It really is quite hard to put into words the emotions associated with the loss of a child. And although there are several that have been in our very unfortunate shoes, it still feels like no one will ever know the pain we went through. I don’t know how to explain the sadness that comes with loss of a child after several sorrowful years of infertility. We love him and we miss him every single day. Those words seem so plain to read. I miss my baby. I miss the way he moved. The way he looked so much like his daddy. His eyelids. His long legs. The way I took care of myself in order to take care of him. He was so very much a part of me.

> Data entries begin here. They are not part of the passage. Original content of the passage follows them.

//! Catalog analyses
//!
//! Every analysis is a pure function of a borrowed [`Catalog`] and the
//! configured thresholds. Output rows are ordered deterministically, with
//! ties broken by name or id.

pub mod budget;
pub mod cast_network;
pub mod financial;
pub mod genre_correlations;
pub mod genre_trends;
pub mod report;
pub mod studio;

pub use budget::{budget_efficiency, BudgetEfficiency};
pub use cast_network::{cast_network, CastPair};
pub use financial::{financial_trends, FinancialTrend};
pub use genre_correlations::{genre_correlations, GenreCorrelation};
pub use genre_trends::{genre_trends, GenreTrend};
pub use report::{basic_report, BasicReport};
pub use studio::{studio_performance, StudioPerformance};

use cinemetrics_common::config::AnalysisConfig;
use serde::Serialize;
use tracing::info;

use crate::catalog::Catalog;

/// Output of [`run_comprehensive`]
#[derive(Debug, Clone, Default, PartialEq, Serialize)]
pub struct AnalysisResults {
    pub genre_trends: Vec<GenreTrend>,
    pub studio_performance: Vec<StudioPerformance>,
    pub budget_efficiency: Vec<BudgetEfficiency>,
    pub cast_network: Vec<CastPair>,
    pub genre_correlations: Vec<GenreCorrelation>,
    pub financial_trends: Vec<FinancialTrend>,
}

impl AnalysisResults {
    pub fn is_empty(&self) -> bool {
        self.genre_trends.is_empty()
            && self.studio_performance.is_empty()
            && self.budget_efficiency.is_empty()
            && self.cast_network.is_empty()
            && self.genre_correlations.is_empty()
            && self.financial_trends.is_empty()
    }
}

/// Run all six analyses
pub fn run_comprehensive(catalog: &Catalog, config: &AnalysisConfig) -> AnalysisResults {
    info!("Running Genre Trends Analysis...");
    let genre_trends = genre_trends(catalog);

    info!("Running Studio Performance Analysis...");
    let studio_performance = studio_performance(catalog, config);

    info!("Running Budget Efficiency Analysis...");
    let budget_efficiency = budget_efficiency(catalog, config);

    info!("Running Cast Network Analysis...");
    let cast_network = cast_network(catalog, config);

    info!("Running Genre Correlations Analysis...");
    let genre_correlations = genre_correlations(catalog);

    info!("Running Financial Trends Analysis...");
    let financial_trends = financial_trends(catalog);

    info!("Comprehensive analysis completed successfully");
    AnalysisResults {
        genre_trends,
        studio_performance,
        budget_efficiency,
        cast_network,
        genre_correlations,
        financial_trends,
    }
}

/// Running arithmetic mean that ignores absent values
#[derive(Debug, Clone, Copy, Default)]
pub(crate) struct Mean {
    sum: f64,
    count: usize,
}

impl Mean {
    pub(crate) fn push(&mut self, value: f64) {
        self.sum += value;
        self.count += 1;
    }

    pub(crate) fn push_opt(&mut self, value: Option<f64>) {
        if let Some(value) = value {
            self.push(value);
        }
    }

    pub(crate) fn value(&self) -> Option<f64> {
        if self.count == 0 {
            None
        } else {
            Some(self.sum / self.count as f64)
        }
    }
}

/// Descending order for optional floats, `None` last
pub(crate) fn desc_nones_last(a: Option<f64>, b: Option<f64>) -> std::cmp::Ordering {
    use std::cmp::Ordering;
    match (a, b) {
        (Some(a), Some(b)) => b.total_cmp(&a),
        (Some(_), None) => Ordering::Less,
        (None, Some(_)) => Ordering::Greater,
        (None, None) => Ordering::Equal,
    }
}
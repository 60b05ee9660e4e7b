//! Configuration loading and root folder resolution
//!
//! Bootstrap configuration comes from a single TOML file. Every field has a
//! built-in default, so a missing file is not an error.
//!
//! Root folder priority order:
//! 1. Command-line argument (highest priority)
//! 2. Environment variable (`CINEMETRICS_ROOT`)
//! 3. TOML config file (`root_folder`)
//! 4. OS-dependent compiled default (fallback)

use crate::{Error, Result};
use serde::{Deserialize, Serialize};
use std::path::{Path, PathBuf};
use tracing::{debug, info};

/// Environment variable consulted for the root folder
pub const ROOT_ENV_VAR: &str = "CINEMETRICS_ROOT";

/// Catalog snapshot file name inside the root folder
pub const CATALOG_FILE: &str = "catalog.json";

/// Movie ID cache file name inside the root folder
pub const ID_CACHE_FILE: &str = "movie_ids_cache.json";

/// Bootstrap configuration loaded from TOML file
#[derive(Debug, Clone, PartialEq, Serialize, Deserialize)]
#[serde(default)]
pub struct TomlConfig {
    /// Root folder holding the catalog snapshot, ID cache and exports
    pub root_folder: Option<PathBuf>,

    /// Directory for CSV exports (relative paths resolve against the root folder)
    pub analysis_dir: PathBuf,

    /// Maximum number of files loaded concurrently during import
    pub workers: usize,

    /// Number of top-billed cast members kept per movie
    pub cast_limit: usize,

    /// Logging configuration
    pub logging: LoggingConfig,

    /// Analysis thresholds
    pub analysis: AnalysisConfig,
}

impl Default for TomlConfig {
    fn default() -> Self {
        Self {
            root_folder: None,
            analysis_dir: PathBuf::from("analysis_results"),
            workers: 5,
            cast_limit: 15,
            logging: LoggingConfig::default(),
            analysis: AnalysisConfig::default(),
        }
    }
}

/// Logging configuration
#[derive(Debug, Clone, PartialEq, Serialize, Deserialize)]
#[serde(default)]
pub struct LoggingConfig {
    /// Log level (trace, debug, info, warn, error)
    pub level: String,

    /// Log file path (optional, logs to stderr only if not specified)
    pub file: Option<PathBuf>,
}

impl Default for LoggingConfig {
    fn default() -> Self {
        Self {
            level: "info".to_string(),
            file: None,
        }
    }
}

/// Thresholds used by the catalog analyses
#[derive(Debug, Clone, PartialEq, Serialize, Deserialize)]
#[serde(default)]
pub struct AnalysisConfig {
    /// Studios with fewer qualifying movies are left out of studio performance
    pub min_studio_movies: usize,

    /// Minimum movie count for the basic "top studios" report
    pub min_basic_studio_movies: usize,

    /// Budget floor (USD, exclusive) for budget efficiency rows
    pub min_budget: f64,

    /// Maximum number of cast pairs reported
    pub cast_pair_limit: usize,

    /// Risk used when a studio's ROI spread is zero
    pub default_risk: f64,
}

impl Default for AnalysisConfig {
    fn default() -> Self {
        Self {
            min_studio_movies: 5,
            min_basic_studio_movies: 3,
            min_budget: 1_000_000.0,
            cast_pair_limit: 100,
            default_risk: 0.5,
        }
    }
}

impl TomlConfig {
    /// Validate values that have no meaningful zero or negative setting
    pub fn validate(&self) -> Result<()> {
        if self.workers == 0 {
            return Err(Error::Config("workers must be at least 1".to_string()));
        }
        if self.analysis.default_risk <= 0.0 {
            return Err(Error::Config(format!(
                "analysis.default_risk must be positive, got {}",
                self.analysis.default_risk
            )));
        }
        if self.analysis.min_budget < 0.0 {
            return Err(Error::Config(format!(
                "analysis.min_budget must not be negative, got {}",
                self.analysis.min_budget
            )));
        }
        Ok(())
    }
}

/// Load TOML configuration
///
/// With an explicit path the file must exist. Without one, the platform
/// config file is used if present, otherwise built-in defaults.
pub fn load_toml_config(explicit: Option<&Path>) -> Result<TomlConfig> {
    let path = match explicit {
        Some(path) => {
            if !path.exists() {
                return Err(Error::NotFound(format!(
                    "Config file not found: {}",
                    path.display()
                )));
            }
            path.to_path_buf()
        }
        None => match default_config_path() {
            Some(path) if path.exists() => path,
            _ => {
                debug!("No config file found, using built-in defaults");
                return Ok(TomlConfig::default());
            }
        },
    };

    let content = std::fs::read_to_string(&path)
        .map_err(|e| Error::Config(format!("Read TOML failed for {}: {}", path.display(), e)))?;
    let config: TomlConfig = toml::from_str(&content)?;
    config.validate()?;

    info!("Loaded TOML configuration from {}", path.display());
    Ok(config)
}

/// Write TOML configuration (temp file + rename)
pub fn write_toml_config(config: &TomlConfig, path: &Path) -> Result<()> {
    let content = toml::to_string_pretty(config)
        .map_err(|e| Error::Config(format!("Serialize TOML failed: {}", e)))?;

    if let Some(parent) = path.parent() {
        if !parent.as_os_str().is_empty() {
            std::fs::create_dir_all(parent)?;
        }
    }

    let tmp_path = path.with_extension("toml.tmp");
    std::fs::write(&tmp_path, content)?;
    std::fs::rename(&tmp_path, path)?;
    Ok(())
}

/// Platform config file location (`<config_dir>/cinemetrics/config.toml`)
pub fn default_config_path() -> Option<PathBuf> {
    dirs::config_dir().map(|d| d.join("cinemetrics").join("config.toml"))
}

/// Resolve the root folder following the documented priority order
pub fn resolve_root_folder(cli_arg: Option<&Path>, toml_config: &TomlConfig) -> PathBuf {
    // Priority 1: Command-line argument
    if let Some(path) = cli_arg {
        return path.to_path_buf();
    }

    // Priority 2: Environment variable
    if let Ok(path) = std::env::var(ROOT_ENV_VAR) {
        if !path.trim().is_empty() {
            return PathBuf::from(path);
        }
    }

    // Priority 3: TOML config file
    if let Some(path) = &toml_config.root_folder {
        return path.clone();
    }

    // Priority 4: OS-dependent compiled default
    get_default_root_folder()
}

/// Get OS-dependent default root folder path
pub fn get_default_root_folder() -> PathBuf {
    dirs::data_local_dir()
        .map(|d| d.join("cinemetrics"))
        .unwrap_or_else(|| PathBuf::from("./cinemetrics_data"))
}

/// Resolved root folder and the files that live in it
#[derive(Debug, Clone)]
pub struct RootFolder {
    path: PathBuf,
}

impl RootFolder {
    pub fn new(path: PathBuf) -> Self {
        Self { path }
    }

    pub fn path(&self) -> &Path {
        &self.path
    }

    /// Create root folder directory if missing
    pub fn ensure_directory_exists(&self) -> Result<()> {
        if !self.path.exists() {
            std::fs::create_dir_all(&self.path)?;
            info!("Created root folder: {}", self.path.display());
        }
        Ok(())
    }

    pub fn catalog_path(&self) -> PathBuf {
        self.path.join(CATALOG_FILE)
    }

    pub fn id_cache_path(&self) -> PathBuf {
        self.path.join(ID_CACHE_FILE)
    }

    /// Export directory; relative config values resolve against the root folder
    pub fn analysis_dir(&self, configured: &Path) -> PathBuf {
        if configured.is_absolute() {
            configured.to_path_buf()
        } else {
            self.path.join(configured)
        }
    }
}
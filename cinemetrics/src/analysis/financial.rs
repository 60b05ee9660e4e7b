//! Budget, revenue and ROI by release year

use std::collections::BTreeMap;

use serde::Serialize;

use super::Mean;
use crate::catalog::Catalog;

#[derive(Debug, Clone, PartialEq, Serialize)]
pub struct FinancialTrend {
    pub year: i32,
    pub avg_budget: f64,
    pub avg_revenue: f64,
    pub avg_roi: f64,
    pub movie_count: usize,
}

#[derive(Default)]
struct Year {
    budget: Mean,
    revenue: Mean,
    roi: Mean,
    movie_count: usize,
}

/// Dated movies reporting both budget and revenue, one row per year
pub fn financial_trends(catalog: &Catalog) -> Vec<FinancialTrend> {
    let mut years: BTreeMap<i32, Year> = BTreeMap::new();

    for movie in catalog.movies().filter(|m| m.has_financials()) {
        let Some(year) = movie.release_year() else {
            continue;
        };
        let entry = years.entry(year).or_default();
        entry.budget.push(movie.budget);
        entry.revenue.push(movie.revenue);
        entry.roi.push_opt(movie.roi());
        entry.movie_count += 1;
    }

    years
        .into_iter()
        .map(|(year, totals)| FinancialTrend {
            year,
            avg_budget: totals.budget.value().unwrap_or(0.0),
            avg_revenue: totals.revenue.value().unwrap_or(0.0),
            avg_roi: totals.roi.value().unwrap_or(0.0),
            movie_count: totals.movie_count,
        })
        .collect()
}
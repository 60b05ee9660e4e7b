//! Per-movie budget efficiency, one row per genre the movie carries

use cinemetrics_common::config::AnalysisConfig;
use cinemetrics_common::money::to_millions;
use serde::Serialize;

use crate::catalog::Catalog;

#[derive(Debug, Clone, PartialEq, Serialize)]
pub struct BudgetEfficiency {
    pub genre: String,
    pub title: String,
    pub budget_millions: f64,
    pub revenue_millions: f64,
    /// revenue / budget
    pub efficiency: f64,
}

/// Movies above the budget floor with positive revenue
pub fn budget_efficiency(catalog: &Catalog, config: &AnalysisConfig) -> Vec<BudgetEfficiency> {
    let mut rows: Vec<(i64, f64, BudgetEfficiency)> = Vec::new();

    for movie in catalog
        .movies()
        .filter(|m| m.budget > config.min_budget && m.revenue > 0.0)
    {
        for genre_id in catalog.genres_of(movie.movie_id) {
            let Some(genre) = catalog.genre(genre_id) else {
                continue;
            };
            rows.push((
                movie.movie_id,
                movie.budget,
                BudgetEfficiency {
                    genre: genre.name.clone(),
                    title: movie.title.clone(),
                    budget_millions: to_millions(movie.budget),
                    revenue_millions: to_millions(movie.revenue),
                    efficiency: movie.revenue / movie.budget,
                },
            ));
        }
    }

    rows.sort_by(|(id_a, budget_a, a), (id_b, budget_b, b)| {
        a.genre
            .cmp(&b.genre)
            .then_with(|| budget_a.total_cmp(budget_b))
            .then_with(|| id_a.cmp(id_b))
    });
    rows.into_iter().map(|(_, _, row)| row).collect()
}

#[cfg(test)]
mod tests {
    use super::*;
    use crate::catalog::test_support::{catalog_of, MovieBuilder};

    #[test]
    fn test_filters_and_ordering() {
        let catalog = catalog_of(vec![
            MovieBuilder::new(1, "Big")
                .financials(200_000_000.0, 500_000_000.0)
                .genre(28, "Action")
                .genre(12, "Adventure")
                .build(),
            MovieBuilder::new(2, "Mid")
                .financials(50_000_000.0, 200_000_000.0)
                .genre(28, "Action")
                .build(),
            MovieBuilder::new(3, "At Floor")
                .financials(1_000_000.0, 9_000_000.0)
                .genre(28, "Action")
                .build(),
            MovieBuilder::new(4, "No Revenue")
                .financials(5_000_000.0, 0.0)
                .genre(28, "Action")
                .build(),
        ]);

        let rows = budget_efficiency(&catalog, &AnalysisConfig::default());
        let keys: Vec<(&str, &str)> = rows
            .iter()
            .map(|r| (r.genre.as_str(), r.title.as_str()))
            .collect();
        assert_eq!(keys, vec![("Action", "Mid"), ("Action", "Big"), ("Adventure", "Big")]);

        assert_eq!(rows[0].budget_millions, 50.0);
        assert_eq!(rows[0].revenue_millions, 200.0);
        assert_eq!(rows[0].efficiency, 4.0);
        assert_eq!(rows[1].efficiency, 2.5);
    }
}
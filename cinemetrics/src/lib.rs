//! cinemetrics - offline movie catalog analytics
//!
//! Imports downloaded TMDB movie documents into a JSON catalog snapshot,
//! runs the catalog analyses, and exports the result tables as CSV. Also
//! carries three fixed sample datasets in chart-ready form.

pub mod analysis;
pub mod catalog;
pub mod export;
pub mod ingest;
pub mod logging;
pub mod samples;

pub use analysis::{run_comprehensive, AnalysisResults};
pub use catalog::Catalog;
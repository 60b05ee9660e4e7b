//! Money and ratio display formatting
//!
//! Report lines show dollar amounts in millions (`$123.45M`) and
//! revenue/budget ratios as multipliers (`2.50x`).

const MILLION: f64 = 1_000_000.0;

/// Convert USD to millions
pub fn to_millions(amount: f64) -> f64 {
    amount / MILLION
}

/// Format USD as millions with two decimals
///
/// # Examples
///
/// ```
/// use cinemetrics_common::money::format_millions;
///
/// assert_eq!(format_millions(123_450_000.0), "$123.45M");
/// assert_eq!(format_millions(0.0), "$0.00M");
/// assert_eq!(format_millions(-2_500_000.0), "-$2.50M");
/// ```
pub fn format_millions(amount: f64) -> String {
    let millions = to_millions(amount);
    if millions < 0.0 {
        format!("-${:.2}M", millions.abs())
    } else {
        format!("${:.2}M", millions)
    }
}

/// Format a ratio as a multiplier
///
/// ```
/// use cinemetrics_common::money::format_ratio;
///
/// assert_eq!(format_ratio(2.5), "2.50x");
/// ```
pub fn format_ratio(ratio: f64) -> String {
    format!("{:.2}x", ratio)
}

/// Signed percentage change from `from` to `to`; `None` when `from` is zero
pub fn percent_change(from: f64, to: f64) -> Option<f64> {
    if from == 0.0 {
        None
    } else {
        Some((to - from) / from * 100.0)
    }
}
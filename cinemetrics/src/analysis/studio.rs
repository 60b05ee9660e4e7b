//! Studio performance: profitability, genre spread and risk
//!
//! Only movies reporting both budget and revenue count. Studios are grouped
//! by name, so companies sharing a name are merged.

use std::collections::{BTreeMap, BTreeSet};

use cinemetrics_common::config::AnalysisConfig;
use serde::Serialize;

use super::Mean;
use crate::catalog::Catalog;

#[derive(Debug, Clone, PartialEq, Serialize)]
pub struct StudioPerformance {
    pub studio: String,
    pub movie_count: usize,
    pub avg_revenue: f64,
    pub avg_budget: f64,
    /// Mean of per-movie revenue/budget
    pub profit_ratio: f64,
    /// Distinct genres across the studio's movies over all catalog genres
    pub genre_diversity: f64,
    /// Population standard deviation of per-movie revenue/budget
    pub risk: f64,
    pub risk_adjusted_return: f64,
}

pub fn studio_performance(catalog: &Catalog, config: &AnalysisConfig) -> Vec<StudioPerformance> {
    let mut studios: BTreeMap<String, BTreeSet<i64>> = BTreeMap::new();

    for movie in catalog.movies().filter(|m| m.has_financials()) {
        for company_id in catalog.companies_of(movie.movie_id) {
            if let Some(company) = catalog.company(company_id) {
                studios
                    .entry(company.name.clone())
                    .or_default()
                    .insert(movie.movie_id);
            }
        }
    }

    let total_genres = catalog.genre_count();
    let mut rows: Vec<StudioPerformance> = studios
        .into_iter()
        .filter(|(_, movie_ids)| movie_ids.len() >= config.min_studio_movies)
        .map(|(studio, movie_ids)| {
            let mut revenue = Mean::default();
            let mut budget = Mean::default();
            let mut rois = Vec::with_capacity(movie_ids.len());
            let mut genres = BTreeSet::new();

            for movie in movie_ids.iter().filter_map(|id| catalog.movie(*id)) {
                revenue.push(movie.revenue);
                budget.push(movie.budget);
                rois.extend(movie.roi());
                genres.extend(catalog.genres_of(movie.movie_id));
            }

            let profit_ratio = mean(&rois);
            let spread = std_dev(&rois, profit_ratio);
            let risk = if spread > 0.0 { spread } else { config.default_risk };
            let genre_diversity = if total_genres == 0 {
                0.0
            } else {
                genres.len() as f64 / total_genres as f64
            };

            StudioPerformance {
                studio,
                movie_count: movie_ids.len(),
                avg_revenue: revenue.value().unwrap_or(0.0),
                avg_budget: budget.value().unwrap_or(0.0),
                profit_ratio,
                genre_diversity,
                risk,
                risk_adjusted_return: profit_ratio / risk,
            }
        })
        .collect();

    rows.sort_by(|a, b| {
        b.risk_adjusted_return
            .total_cmp(&a.risk_adjusted_return)
            .then_with(|| a.studio.cmp(&b.studio))
    });
    rows
}

fn mean(values: &[f64]) -> f64 {
    if values.is_empty() {
        0.0
    } else {
        values.iter().sum::<f64>() / values.len() as f64
    }
}

fn std_dev(values: &[f64], mean: f64) -> f64 {
    if values.is_empty() {
        return 0.0;
    }
    let variance = values.iter().map(|v| (v - mean).powi(2)).sum::<f64>() / values.len() as f64;
    variance.sqrt()
}
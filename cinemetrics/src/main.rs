//! cinemetrics - command-line entry point
//!
//! Resolves the root folder, loads the bootstrap configuration, and
//! dispatches to import, analysis, report and sample commands.

use std::path::{Path, PathBuf};

use anyhow::{Context, Result};
use clap::{Parser, Subcommand, ValueEnum};
use tracing::{info, warn};

use cinemetrics::analysis::{basic_report, run_comprehensive};
use cinemetrics::catalog::Catalog;
use cinemetrics::export::{export_results, export_samples};
use cinemetrics::ingest::{import_directory, ImportOptions};
use cinemetrics::logging::init_logging;
use cinemetrics::samples::SampleSet;
use cinemetrics_common::config::{load_toml_config, resolve_root_folder, RootFolder, TomlConfig};
use cinemetrics_common::MovieIdCache;

/// Command-line arguments for cinemetrics
#[derive(Parser, Debug)]
#[command(name = "cinemetrics")]
#[command(about = "Offline movie catalog analytics over downloaded TMDB documents")]
#[command(version)]
struct Args {
    /// Root folder holding the catalog snapshot, ID cache and exports
    #[arg(short, long, global = true, env = "CINEMETRICS_ROOT")]
    root: Option<PathBuf>,

    /// TOML configuration file
    #[arg(short, long, global = true)]
    config: Option<PathBuf>,

    #[command(subcommand)]
    command: Command,
}

#[derive(Subcommand, Debug)]
enum Command {
    /// Import movie documents from a directory into the catalog
    Import {
        /// Directory containing TMDB movie JSON documents
        #[arg(short, long)]
        source: PathBuf,

        /// Maximum number of documents loaded concurrently
        #[arg(short, long)]
        workers: Option<usize>,

        /// Process at most this many documents
        #[arg(short, long)]
        limit: Option<usize>,
    },

    /// Run all catalog analyses and export them as CSV
    Analyze {
        /// Output directory (defaults to the configured analysis directory)
        #[arg(short, long)]
        out: Option<PathBuf>,
    },

    /// Print the basic catalog report
    Report,

    /// Show the built-in sample datasets
    Samples {
        #[arg(value_enum, default_value_t = SampleArg::All)]
        set: SampleArg,

        #[arg(short, long, value_enum, default_value_t = OutputFormat::Text)]
        format: OutputFormat,

        /// Also write the sample datasets as CSV into this directory
        #[arg(short, long)]
        export: Option<PathBuf>,
    },

    /// Print the number of cached movie IDs
    Ids,
}

#[derive(Debug, Clone, Copy, PartialEq, Eq, ValueEnum)]
enum SampleArg {
    All,
    GenreTrends,
    BudgetEfficiency,
    StudioReturns,
}

impl SampleArg {
    fn sets(self) -> Vec<SampleSet> {
        match self {
            SampleArg::All => SampleSet::ALL.to_vec(),
            SampleArg::GenreTrends => vec![SampleSet::GenreTrends],
            SampleArg::BudgetEfficiency => vec![SampleSet::BudgetEfficiency],
            SampleArg::StudioReturns => vec![SampleSet::StudioReturns],
        }
    }
}

#[derive(Debug, Clone, Copy, PartialEq, Eq, ValueEnum)]
enum OutputFormat {
    Text,
    Json,
}

#[tokio::main]
async fn main() -> Result<()> {
    let args = Args::parse();

    let config =
        load_toml_config(args.config.as_deref()).context("Failed to load configuration")?;
    init_logging(&config.logging).context("Failed to initialize logging")?;

    info!("Starting cinemetrics");
    info!("Version: {}", env!("CARGO_PKG_VERSION"));

    match args.command {
        Command::Import {
            source,
            workers,
            limit,
        } => {
            let root = open_root(args.root.as_deref(), &config)?;
            run_import(&root, &config, &source, workers, limit).await
        }
        Command::Analyze { out } => {
            let root = open_root(args.root.as_deref(), &config)?;
            run_analyze(&root, &config, out)
        }
        Command::Report => {
            let root = open_root(args.root.as_deref(), &config)?;
            run_report(&root, &config)
        }
        Command::Samples {
            set,
            format,
            export,
        } => show_samples(set, format, export.as_deref()),
        Command::Ids => {
            let root = open_root(args.root.as_deref(), &config)?;
            let cache = MovieIdCache::load(&root.id_cache_path());
            println!("{} cached movie IDs", cache.len());
            Ok(())
        }
    }
}

/// Resolve the root folder and create it if missing
fn open_root(cli_root: Option<&Path>, config: &TomlConfig) -> Result<RootFolder> {
    let root = RootFolder::new(resolve_root_folder(cli_root, config));
    root.ensure_directory_exists().with_context(|| {
        format!("Failed to initialize root folder {}", root.path().display())
    })?;
    info!("Root folder: {}", root.path().display());
    Ok(root)
}

async fn run_import(
    root: &RootFolder,
    config: &TomlConfig,
    source: &Path,
    workers: Option<usize>,
    limit: Option<usize>,
) -> Result<()> {
    let catalog_path = root.catalog_path();
    let mut catalog = Catalog::load(&catalog_path)
        .with_context(|| format!("Failed to load catalog {}", catalog_path.display()))?;
    let mut cache = MovieIdCache::load(&root.id_cache_path());

    let options = ImportOptions {
        workers: workers.unwrap_or(config.workers),
        cast_limit: config.cast_limit,
        limit,
        show_progress: true,
    };

    let summary = import_directory(source, &mut catalog, &mut cache, &options)
        .await
        .with_context(|| format!("Failed to import from {}", source.display()))?;

    catalog
        .save(&catalog_path)
        .with_context(|| format!("Failed to save catalog {}", catalog_path.display()))?;
    if !cache.save() {
        warn!("Movie ID cache was not saved, next import will rebuild it from the catalog");
    }

    println!(
        "Imported {} movies ({} already known, {} failed); catalog now holds {} movies",
        summary.processed,
        summary.skipped,
        summary.failed,
        catalog.movie_count()
    );
    Ok(())
}

fn load_catalog(root: &RootFolder) -> Result<Catalog> {
    let path = root.catalog_path();
    let catalog =
        Catalog::load(&path).with_context(|| format!("Failed to load catalog {}", path.display()))?;
    if catalog.is_empty() {
        warn!("Catalog is empty, run `cinemetrics import` first");
    }
    Ok(catalog)
}

fn run_analyze(root: &RootFolder, config: &TomlConfig, out: Option<PathBuf>) -> Result<()> {
    let catalog = load_catalog(root)?;

    info!("Starting comprehensive analysis...");
    let results = run_comprehensive(&catalog, &config.analysis);

    let dir = out.unwrap_or_else(|| root.analysis_dir(&config.analysis_dir));
    let paths = export_results(&results, &dir)
        .with_context(|| format!("Failed to export results to {}", dir.display()))?;

    for path in &paths {
        println!("{}", path.display());
    }
    Ok(())
}

fn run_report(root: &RootFolder, config: &TomlConfig) -> Result<()> {
    let catalog = load_catalog(root)?;
    print!("{}", basic_report(&catalog, &config.analysis));
    Ok(())
}

fn show_samples(set: SampleArg, format: OutputFormat, export: Option<&Path>) -> Result<()> {
    let charts: Vec<_> = set.sets().into_iter().map(SampleSet::chart).collect();

    match format {
        OutputFormat::Text => {
            for chart in &charts {
                println!("{}", chart);
            }
        }
        OutputFormat::Json => {
            let json = serde_json::to_string_pretty(&charts).context("Failed to serialize charts")?;
            println!("{}", json);
        }
    }

    if let Some(dir) = export {
        let paths = export_samples(dir)
            .with_context(|| format!("Failed to export samples to {}", dir.display()))?;
        info!("Exported {} sample files to {}", paths.len(), dir.display());
    }
    Ok(())
}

I heard someone say something recently that really resonated with me. Most people will try to assuage the sadness with sentiments religious in nature. Like, “God has a reason for everything.” And while these statements are by no means malicious in nature (quite the opposite really, religion is comforting for the faithful)– they are not comforting to a parent who has lost a child. What this person said in response to those comments was this– “it was simply not worth the lesson”. Nothing that will happen, no path in life, no reward in journey will ever be worth the loss of our son. I would give every single thing I could to have him with me. To hear his voice, to kiss his head, to teach him things and to laugh with him.
Today I felt like the universe helped me settle my mind. Adoption seems very overwhelming. There are so many steps and so much paperwork and fundraising…it’s overwhelming. It’s frustrating. But we want to be parents together. We are ready to be Mom and Dad. To teach our child all the things we love in this world and help them to find the things that they love. To watch each other as husband and wife learn how to become Mom and Dad. We’re ready.
We left the agency’s office holding hands. We hugged in the parking lot and decided that things felt right– even more than right, they felt doable. They felt less overwhelming and more possible. And possible isn’t a feeling I’ve felt in a long while. We’ll take it.